BTW, RHEL5 does not hit this problem at all (most of the deleted volumes had
versions of RHEL5 on them).
I added a fourth volume to the RAID array and installed RHEL4.5snap1 with no
problem. I have not determined the threshold yet, but it is clear that the
problem is not parted: it just gets bum information. We'll try to interpose
a newer device driver at installation time, once we determine where the failure
That is good to hear [that it's not parted], but I'm interested to know what is
happening. Thanks for the feedback.
We've gone all the way back to eight volumes, step by step (i.e. adding one
volume at a time and installing RHEL4.5snap1 on each newly added volume) and I
*still* don't see the former failure - so there is no "threshold".
The only explanation that we can think of is the following:
o before blowing away (almost) all the volumes, we updated the firmware on
the box and then on the P400 controller. Neither of these solved the problem at
o we also blew away the one volume that I was trying to install on and recreated
it (with the new firmware in place).
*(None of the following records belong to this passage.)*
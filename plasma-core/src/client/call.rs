use std::fmt;
use std::sync::atomic::{AtomicU64, Ordering};
use tokio::sync::watch;
use tokio_util::sync::CancellationToken;

static NEXT_CALL_ID: AtomicU64 = AtomicU64::new(1);

/// Process-unique identifier of a call, used to correlate log lines.
#[derive(Debug, Clone, Copy, PartialEq, Eq, Hash)]
pub struct CallId(u64);

impl CallId {
    pub(crate) fn next() -> Self {
        Self(NEXT_CALL_ID.fetch_add(1, Ordering::Relaxed))
    }
}

impl fmt::Display for CallId {
    fn fmt(&self, f: &mut fmt::Formatter<'_>) -> fmt::Result {
        write!(f, "{}", self.0)
    }
}

/// Lifecycle of a call. Every state other than `Open` is terminal.
#[derive(Debug, Clone, Copy, PartialEq, Eq)]
pub enum CallState {
    Open,
    Completed,
    Failed,
    Cancelled,
}

impl CallState {
    pub fn is_terminal(&self) -> bool {
        !matches!(self, CallState::Open)
    }
}

/// Handle to one in-flight call.
///
/// Dropping the handle does not cancel the call; it keeps running until the server
/// completes it or it fails.
#[derive(Debug, Clone)]
pub struct Call {
    id: CallId,
    state: watch::Receiver<CallState>,
    cancel: CancellationToken,
}

impl Call {
    pub(crate) fn new(
        id: CallId,
        state: watch::Receiver<CallState>,
        cancel: CancellationToken,
    ) -> Self {
        Self { id, state, cancel }
    }

    pub fn id(&self) -> CallId {
        self.id
    }

    pub fn state(&self) -> CallState {
        *self.state.borrow()
    }

    pub fn is_terminated(&self) -> bool {
        self.state().is_terminal()
    }

    /// Requests the call to be aborted.
    ///
    /// Idempotent, and a no-op once the call has terminated. If the call is still open,
    /// its callback eventually receives exactly one terminal event: a
    /// [`CallError::Cancelled`](super::CallError::Cancelled) failure, or a completion if
    /// the server finished first.
    pub fn cancel(&self) {
        if !self.is_terminated() {
            self.cancel.cancel();
        }
    }

    /// Waits until the terminal event has been delivered and returns the final state.
    pub async fn closed(&self) -> CallState {
        let mut state = self.state.clone();
        let terminal = state.wait_for(CallState::is_terminal).await.map(|s| *s);
        // The driver is gone without reaching a terminal state (its callback panicked).
        terminal.unwrap_or_else(|_| *state.borrow())
    }
}

/// The driver's side of a [`Call`]: it is the only writer of the state.
pub(crate) struct CallStateWriter(watch::Sender<CallState>);

impl CallStateWriter {
    pub(crate) fn new() -> (Self, watch::Receiver<CallState>) {
        let (tx, rx) = watch::channel(CallState::Open);
        (Self(tx), rx)
    }

    /// Moves an open call to `terminal`. Terminal states are absorbing.
    pub(crate) fn finish(&self, terminal: CallState) -> bool {
        self.0.send_if_modified(|state| {
            if state.is_terminal() || !terminal.is_terminal() {
                return false;
            }
            *state = terminal;
            true
        })
    }
}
That also was unsuccessful.
o but now that we've recreated six of the volumes from scratch with the new
firmware in place, the problem has disappeared.
The situation is deeply unsatisfying but there it is.
For the record, the new firmware on the box says:
and the firmware on the P400 controller says:
The previous version of the controller firmware was v1.18.
In your opinion do you think this can be closed then?
I think so - it's almost certainly *not* a parted problem,
probably a firmware issue with the P400.
Ok closing then. Please reopen if you acquire additional information about this.
Thanks for the report.